▶ WORK TASK
Take each line of the data that contains the string "trim" and copy it.

▶ DATA EXCERPTS

_ _ _ _ _ _ _

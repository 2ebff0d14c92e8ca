//! Request bodies for the mutating endpoints, with the checks the dashboard
//! runs before submitting them.

use crate::error::ValidationError;
use crate::model::{Platform, Sentiment};
use serde::Serialize;

pub const MAX_KEYWORD_LEN: usize = 100;
pub const MAX_TEXT_LEN: usize = 1000;
pub const MAX_URL_LEN: usize = 500;

/// Keywords track every platform unless told otherwise.
pub const DEFAULT_KEYWORD_PLATFORM: &str = "all";

#[derive(Debug, Clone, PartialEq, Serialize)]
pub struct NewKeyword {
    pub keyword: String,
    pub platform: String,
    pub sentiment: Sentiment,
}

impl NewKeyword {
    pub fn new(keyword: &str, sentiment: Sentiment) -> Result<Self, ValidationError> {
        let form = Self {
            keyword: keyword.trim().to_string(),
            platform: DEFAULT_KEYWORD_PLATFORM.to_string(),
            sentiment,
        };
        form.validate()?;
        Ok(form)
    }

    pub fn validate(&self) -> Result<(), ValidationError> {
        let keyword = self.keyword.trim();
        if keyword.is_empty() {
            return Err(ValidationError::EmptyKeyword);
        }
        if keyword.chars().count() > MAX_KEYWORD_LEN {
            return Err(ValidationError::KeywordTooLong {
                max: MAX_KEYWORD_LEN,
            });
        }
        Ok(())
    }
}

#[derive(Debug, Clone, PartialEq, Serialize)]
pub struct NewMention {
    pub text: String,
    pub platform: Platform,
    pub sentiment: Sentiment,
    #[serde(skip_serializing_if = "Option::is_none")]
    pub score: Option<f64>,
    #[serde(skip_serializing_if = "Option::is_none")]
    pub url: Option<String>,
}

impl NewMention {
    pub fn validate(&self) -> Result<(), ValidationError> {
        let text = self.text.trim();
        if text.is_empty() {
            return Err(ValidationError::EmptyText);
        }
        if text.chars().count() > MAX_TEXT_LEN {
            return Err(ValidationError::TextTooLong { max: MAX_TEXT_LEN });
        }
        if let Some(score) = self.score {
            if !(-1.0..=1.0).contains(&score) {
                return Err(ValidationError::ScoreOutOfRange(score));
            }
        }
        if let Some(url) = &self.url {
            if url.chars().count() > MAX_URL_LEN {
                return Err(ValidationError::UrlTooLong { max: MAX_URL_LEN });
            }
        }
        Ok(())
    }
}

/// What the user filled in on the add-mention form: one text, any number of
/// platforms.
#[derive(Debug, Clone, Default)]
pub struct MentionDraft {
    pub text: String,
    pub platforms: Vec<Platform>,
    pub sentiment: Option<Sentiment>,
    pub score: Option<f64>,
    pub url: Option<String>,
}

impl MentionDraft {
    /// Expands the draft into one submission per selected platform.
    pub fn into_submissions(self) -> Result<Vec<NewMention>, ValidationError> {
        if self.text.trim().is_empty() {
            return Err(ValidationError::EmptyText);
        }
        if self.platforms.is_empty() {
            return Err(ValidationError::NoPlatform);
        }

        let mut platforms = self.platforms;
        let mut seen = Vec::with_capacity(platforms.len());
        platforms.retain(|p| {
            if seen.contains(p) {
                false
            } else {
                seen.push(*p);
                true
            }
        });

        let text = self.text.trim().to_string();
        let sentiment = self.sentiment.unwrap_or(Sentiment::Neutral);
        let url = self.url.filter(|u| !u.trim().is_empty());

        platforms
            .into_iter()
            .map(|platform| {
                let mention = NewMention {
                    text: text.clone(),
                    platform,
                    sentiment,
                    score: self.score,
                    url: url.clone(),
                };
                mention.validate().map(|_| mention)
            })
            .collect()
    }
}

_ _ _ _ _ _ _

▶ TASK OUTPUT
            keyword: keyword.trim().to_string(),
        let keyword = self.keyword.trim();
        let text = self.text.trim();
        if self.text.trim().is_empty() {
        let text = self.text.trim().to_string();
        let url = self.url.filter(|u| !u.trim().is_empty());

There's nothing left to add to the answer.